* [What to do]:
What lines below hold the string "dispersion"? Copy them all.
##### Data records #####
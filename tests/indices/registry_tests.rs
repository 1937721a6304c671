//! Tests for map construction and lookup

use std::collections::HashSet;

use dsge_core::indices::{sector_name, IndexCategory, IndexRegistry};
use dsge_core::ModelError;

#[test]
fn test_build_is_idempotent() {
    for n in 1..=4 {
        assert_eq!(IndexRegistry::build(n).unwrap(), IndexRegistry::build(n).unwrap());
    }
}

#[test]
fn test_three_sectors_versus_one() {
    let one = IndexRegistry::build(1).unwrap();
    let three = IndexRegistry::build(3).unwrap();

    for category in IndexCategory::ALL {
        let grown = three.len(category) - one.len(category);
        assert_eq!(grown, category.size(3) - category.size(1), "{}", category);

        let one_names: HashSet<&String> = one.map(category).names().iter().collect();
        let new_names: Vec<&String> = three
            .map(category)
            .names()
            .iter()
            .filter(|n| !one_names.contains(n))
            .collect();
        assert_eq!(new_names.len(), grown);
    }

    assert_eq!(
        three.len(IndexCategory::EndogenousStates),
        one.len(IndexCategory::EndogenousStates) + 2 * 5
    );
    assert_eq!(three.len(IndexCategory::ExpectedShocks), one.len(IndexCategory::ExpectedShocks));
}

#[test]
fn test_positions_unique_without_gaps() {
    let indices = IndexRegistry::build(3).unwrap();
    for category in IndexCategory::ALL {
        let map = indices.map(category);
        let positions: HashSet<usize> = map.iter().map(|(_, i)| i).collect();
        assert_eq!(positions.len(), map.len());
        assert_eq!(positions.iter().max().copied(), map.len().checked_sub(1));
    }
}

#[test]
fn test_sector_naming_rule() {
    let indices = IndexRegistry::build(3).unwrap();
    for sector in 1..=3 {
        let name = sector_name("k_", sector, "_t");
        assert!(indices.index(IndexCategory::EndogenousStates, &name).is_ok());
        let name = sector_name("eq_phillips_", sector, "");
        assert!(indices.index(IndexCategory::EquilibriumConditions, &name).is_ok());
    }
    assert_eq!(sector_name("y_", 2, "_t"), "y_2_t");
}

#[test]
fn test_base_entries_keep_their_positions() {
    let one = IndexRegistry::build(1).unwrap();
    let five = IndexRegistry::build(5).unwrap();
    for name in ["y_t", "R_t", "n_t", "σ_ω_t"] {
        assert_eq!(
            one.index(IndexCategory::EndogenousStates, name).unwrap(),
            five.index(IndexCategory::EndogenousStates, name).unwrap()
        );
    }
    assert_eq!(one.index(IndexCategory::Observables, "obs_gdp").unwrap(), 0);
}

#[test]
fn test_invalid_dimension() {
    assert!(matches!(IndexRegistry::build(0), Err(ModelError::InvalidDimension(0))));
    let err = IndexRegistry::build(2)
        .unwrap()
        .index(IndexCategory::Observables, "obs_output_3")
        .unwrap_err();
    assert!(matches!(err, ModelError::UnknownIndex { .. }));
}
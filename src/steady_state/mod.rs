//! # Steady-State Solver
//!
//! Computes the non-stochastic steady state of the financial-frictions model
//! from a resolved [`ParameterSet`](crate::parameters::ParameterSet):
//!
//! 1. closed-form balanced-growth quantities (rates, wage, capital, output, ...)
//! 2. the default-threshold quantile `zω` from the failure probability `Fω`
//! 3. a scalar root-find for the idiosyncratic dispersion `σ_ω` matching the
//!    spread-leverage elasticity `ζ_spb`, with a fixed fallback when it fails
//! 4. the BGG elasticities feeding the net-worth evolution equation
//!
//! The solver keeps no state between calls: identical inputs give identical
//! output.

pub mod frictions;
mod root;
pub mod solver;

use ndarray::Array1;
use serde::{Deserialize, Serialize};

pub use solver::solve;

/// Root-finding controls and the fallback dispersion
#[derive(Debug, Clone, Copy, PartialEq, Serialize, Deserialize)]
#[serde(default)]
pub struct SolverOptions {
    /// Starting point for `σ_ω`
    pub initial_guess: f64,

    /// `σ_ω` used when the root-find fails
    pub fallback: f64,

    /// Absolute tolerance on `σ_ω`
    pub tolerance: f64,

    /// Brent iteration limit
    pub max_iterations: usize,

    /// Factor by which the search bracket grows each step
    pub bracket_growth: f64,

    /// Bracket expansion limit
    pub max_bracket_steps: usize,
}

impl Default for SolverOptions {
    fn default() -> Self {
        Self {
            initial_guess: 0.5,
            fallback: 0.5,
            tolerance: 1e-12,
            max_iterations: 100,
            bracket_growth: 1.6,
            max_bracket_steps: 60,
        }
    }
}

/// Output of one steady-state solve
///
/// Serialized field names match [`SteadyState::KEYS`].
#[derive(Debug, Clone, Copy, PartialEq, Serialize, Deserialize)]
pub struct SteadyState {
    pub z_star: f64,
    pub rstar: f64,
    #[serde(rename = "Rstarn")]
    pub rstarn: f64,
    pub r_k_star: f64,
    pub wstar: f64,
    #[serde(rename = "Lstar")]
    pub lstar: f64,
    pub kstar: f64,
    pub kbarstar: f64,
    pub istar: f64,
    pub ystar: f64,
    pub cstar: f64,
    pub wl_c: f64,

    #[serde(rename = "zω_star")]
    pub z_omega_star: f64,
    #[serde(rename = "σ_ω_star")]
    pub sigma_omega_star: f64,
    #[serde(rename = "ω_bar_star")]
    pub omega_bar_star: f64,
    pub nstar: f64,
    pub vstar: f64,

    #[serde(rename = "ζ_spσ_ω")]
    pub zeta_sp_sigma_omega: f64,
    #[serde(rename = "ζ_spμ_e")]
    pub zeta_sp_mu_e: f64,
    #[serde(rename = "ζ_nRk")]
    pub zeta_n_rk: f64,
    #[serde(rename = "ζ_nR")]
    pub zeta_n_r: f64,
    #[serde(rename = "ζ_nqk")]
    pub zeta_n_qk: f64,
    #[serde(rename = "ζ_nn")]
    pub zeta_n_n: f64,
    #[serde(rename = "ζ_nμ_e")]
    pub zeta_n_mu_e: f64,
    #[serde(rename = "ζ_nσ_ω")]
    pub zeta_n_sigma_omega: f64,

    /// Whether `sigma_omega_star` is the fallback rather than a root
    pub used_fallback: bool,
}

impl SteadyState {
    /// Keys of the steady-state parameters, in output order
    pub const KEYS: [&'static str; 25] = [
        "z_star", "rstar", "Rstarn", "r_k_star", "wstar", "Lstar", "kstar", "kbarstar",
        "istar", "ystar", "cstar", "wl_c", "zω_star", "σ_ω_star", "ω_bar_star", "nstar",
        "vstar", "ζ_spσ_ω", "ζ_spμ_e", "ζ_nRk", "ζ_nR", "ζ_nqk", "ζ_nn", "ζ_nμ_e", "ζ_nσ_ω",
    ];

    /// `(key, value)` pairs in [`SteadyState::KEYS`] order
    pub fn entries(&self) -> [(&'static str, f64); 25] {
        let values = [
            self.z_star,
            self.rstar,
            self.rstarn,
            self.r_k_star,
            self.wstar,
            self.lstar,
            self.kstar,
            self.kbarstar,
            self.istar,
            self.ystar,
            self.cstar,
            self.wl_c,
            self.z_omega_star,
            self.sigma_omega_star,
            self.omega_bar_star,
            self.nstar,
            self.vstar,
            self.zeta_sp_sigma_omega,
            self.zeta_sp_mu_e,
            self.zeta_n_rk,
            self.zeta_n_r,
            self.zeta_n_qk,
            self.zeta_n_n,
            self.zeta_n_mu_e,
            self.zeta_n_sigma_omega,
        ];
        let mut out = [("", 0.0); 25];
        for (slot, (key, value)) in out.iter_mut().zip(Self::KEYS.iter().zip(values)) {
            *slot = (*key, value);
        }
        out
    }

    /// Value of the quantity named `key`
    pub fn get(&self, key: &str) -> Option<f64> {
        self.entries()
            .iter()
            .find(|(k, _)| *k == key)
            .map(|&(_, v)| v)
    }

    /// Values in [`SteadyState::KEYS`] order
    pub fn to_array(&self) -> Array1<f64> {
        self.entries().iter().map(|&(_, v)| v).collect()
    }
}
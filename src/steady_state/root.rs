//! Scalar root-finding on the positive half-line
//!
//! A bracket is grown geometrically around the starting point, then refined
//! with Brent's method. Any non-finite function value is a domain error. The
//! error type here never leaves the steady-state module.

use thiserror::Error;

/// Why the root-find gave up
#[derive(Error, Debug, Clone, PartialEq)]
pub(crate) enum RootFindNonconvergence {
    #[error("function is not finite at {at}")]
    Domain { at: f64 },

    #[error("no sign change found after {steps} bracket expansions")]
    NoBracket { steps: usize },

    #[error("Brent iteration did not converge in {iterations} steps")]
    MaxIterations { iterations: usize },
}

/// Controls for [`find_positive_root`]
#[derive(Debug, Clone, Copy, PartialEq)]
pub(crate) struct RootFindControl {
    pub tolerance: f64,
    pub max_iterations: usize,
    pub bracket_growth: f64,
    pub max_bracket_steps: usize,
}

fn eval<F: Fn(f64) -> f64>(f: &F, x: f64) -> Result<f64, RootFindNonconvergence> {
    let fx = f(x);
    if fx.is_finite() {
        Ok(fx)
    } else {
        Err(RootFindNonconvergence::Domain { at: x })
    }
}

/// Find `x > 0` with `f(x) = 0`, starting from `x0 > 0`
pub(crate) fn find_positive_root<F: Fn(f64) -> f64>(
    f: F,
    x0: f64,
    control: &RootFindControl,
) -> Result<f64, RootFindNonconvergence> {
    let f0 = eval(&f, x0)?;
    if f0 == 0.0 {
        return Ok(x0);
    }

    // Walk outward on both sides of x0 until the sign changes.
    let (mut lo, mut f_lo) = (x0, f0);
    let (mut hi, mut f_hi) = (x0, f0);
    for _ in 0..control.max_bracket_steps {
        let next_hi = hi * control.bracket_growth;
        let f_next_hi = eval(&f, next_hi)?;
        if f_next_hi.signum() != f_hi.signum() {
            return brent(&f, (hi, f_hi), (next_hi, f_next_hi), control);
        }
        hi = next_hi;
        f_hi = f_next_hi;

        let next_lo = lo / control.bracket_growth;
        let f_next_lo = eval(&f, next_lo)?;
        if f_next_lo.signum() != f_lo.signum() {
            return brent(&f, (next_lo, f_next_lo), (lo, f_lo), control);
        }
        lo = next_lo;
        f_lo = f_next_lo;
    }

    Err(RootFindNonconvergence::NoBracket {
        steps: control.max_bracket_steps,
    })
}

/// Brent's method on a bracket `[a, b]` with `f(a)` and `f(b)` of opposite sign
fn brent<F: Fn(f64) -> f64>(
    f: &F,
    (mut a, mut fa): (f64, f64),
    (mut b, mut fb): (f64, f64),
    control: &RootFindControl,
) -> Result<f64, RootFindNonconvergence> {
    if fa == 0.0 {
        return Ok(a);
    }
    if fb == 0.0 {
        return Ok(b);
    }

    let (mut c, mut fc) = (a, fa);
    let mut d = b - a;
    let mut e = d;

    for _ in 0..control.max_iterations {
        if fb.signum() == fc.signum() {
            c = a;
            fc = fa;
            d = b - a;
            e = d;
        }
        if fc.abs() < fb.abs() {
            a = b;
            b = c;
            c = a;
            fa = fb;
            fb = fc;
            fc = fa;
        }

        let tol = 2.0 * f64::EPSILON * b.abs() + 0.5 * control.tolerance;
        let m = 0.5 * (c - b);
        if m.abs() <= tol || fb == 0.0 {
            return Ok(b);
        }

        if e.abs() >= tol && fa.abs() > fb.abs() {
            // Inverse quadratic interpolation, or secant when a == c
            let s = fb / fa;
            let (mut p, mut q) = if a == c {
                (2.0 * m * s, 1.0 - s)
            } else {
                let q = fa / fc;
                let r = fb / fc;
                (
                    s * (2.0 * m * q * (q - r) - (b - a) * (r - 1.0)),
                    (q - 1.0) * (r - 1.0) * (s - 1.0),
                )
            };
            if p > 0.0 {
                q = -q;
            } else {
                p = -p;
            }

            if 2.0 * p < (3.0 * m * q - (tol * q).abs()).min((e * q).abs()) {
                e = d;
                d = p / q;
            } else {
                d = m;
                e = m;
            }
        } else {
            // Bisection
            d = m;
            e = m;
        }

        a = b;
        fa = fb;
        b += if d.abs() > tol { d } else { tol.copysign(m) };
        fb = eval(f, b)?;
    }

    Err(RootFindNonconvergence::MaxIterations {
        iterations: control.max_iterations,
    })
}
//! Model definitions
//!
//! The parameter list of each model specification and the sub-specifications
//! that adjust it.

pub mod financial_frictions;
pub mod subspecs;

pub use financial_frictions::SPEC;
pub use subspecs::SUBSPECS;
#####
* [Solution for this exercise]:
//! 3. a scalar root-find for the idiosyncratic dispersion `σ_ω` matching the
/// Root-finding controls and the fallback dispersion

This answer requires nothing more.